§ **Data excerpts**:

use std::collections::BTreeSet;

use pointmap_model::naming::getter_property;
use pointmap_model::{ClassName, is_identifier};
use serde::{Deserialize, Serialize};

use super::PathFinder;
use crate::check_point::CheckPointCollection;
use crate::collection::RouteCollection;
use crate::error::Result;
use crate::factory::PointFactory;
use crate::point::Point;
use crate::route::Route;

/// What the source-driven guesser does when the target already declares a
/// property with the candidate name.
#[derive(Debug, Clone, Copy, Default, PartialEq, Eq, Hash, Serialize, Deserialize)]
#[serde(rename_all = "snake_case")]
pub enum DeclaredTargetPolicy {
    /// Leave declared properties to explicit routes and other strategies.
    #[default]
    Skip,
    /// Route to the declared property when it is public.
    Include,
}

/// Guesses routes from the source's point of view ("overloaded" target).
///
/// Readable `get<Name>()` methods, then public properties, of the source each
/// propose a property on the target named after them (`getFirstName` ->
/// `firstName`). The target property need not exist; such routes address a
/// dynamic property.
#[derive(Debug, Clone)]
pub struct StaticSourceToDynamicTargetPathFinder {
    factory: PointFactory,
    policy: DeclaredTargetPolicy,
}

impl StaticSourceToDynamicTargetPathFinder {
    pub fn new(factory: PointFactory) -> Self {
        Self::with_policy(factory, DeclaredTargetPolicy::default())
    }

    pub fn with_policy(factory: PointFactory, policy: DeclaredTargetPolicy) -> Self {
        Self { factory, policy }
    }

    pub fn policy(&self) -> DeclaredTargetPolicy {
        self.policy
    }
}

impl PathFinder for StaticSourceToDynamicTargetPathFinder {
    fn name(&self) -> &str {
        "StaticSourceToDynamicTargetPathFinder"
    }

    fn routes(&self, source: &ClassName, target: &ClassName) -> Result<RouteCollection> {
        let introspector = self.factory.introspector();
        let source_class = introspector.require(source)?;
        let target_class = introspector.require(target)?;

        let mut candidates: Vec<(Point, String)> = Vec::new();
        for method in source_class.public_methods() {
            if !method.is_readable() {
                continue;
            }
            if let Some(name) = getter_property(&method.name) {
                candidates.push((self.factory.method_point(source, &method.name)?.into(), name));
            }
        }
        for property in source_class.public_properties() {
            candidates.push((
                self.factory.property_point(source, &property.name)?.into(),
                property.name.clone(),
            ));
        }

        let mut claimed = BTreeSet::new();
        let mut routes = Vec::new();
        for (from, name) in candidates {
            if !is_identifier(&name) {
                tracing::trace!(
                    source = from.fqn(),
                    candidate = %name,
                    "Skipping candidate that is not a property name"
                );
                continue;
            }
            if !claimed.insert(name.clone()) {
                continue;
            }
            let to = match target_class.property(&name) {
                Some(declared) => {
                    if self.policy == DeclaredTargetPolicy::Skip
                        || !declared.visibility.is_public()
                    {
                        tracing::trace!(
                            target = %target,
                            property = %name,
                            "Skipping declared target property"
                        );
                        continue;
                    }
                    self.factory.property_point(target, &name)?
                }
                None => self.factory.dynamic_property_point(target, &name)?,
            };
            routes.push(Route::new(from, to.into(), CheckPointCollection::new())?);
        }

        tracing::debug!(
            source = %source,
            target = %target,
            policy = ?self.policy,
            routes = routes.len(),
            "Guessed routes from source accessors"
        );
        Ok(routes.into_iter().collect())
    }
}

§ **Problem to solve**:
For the records above, state the number of lines holding the string "candidates", without further comment.

§ **Answer for this exercise**:
4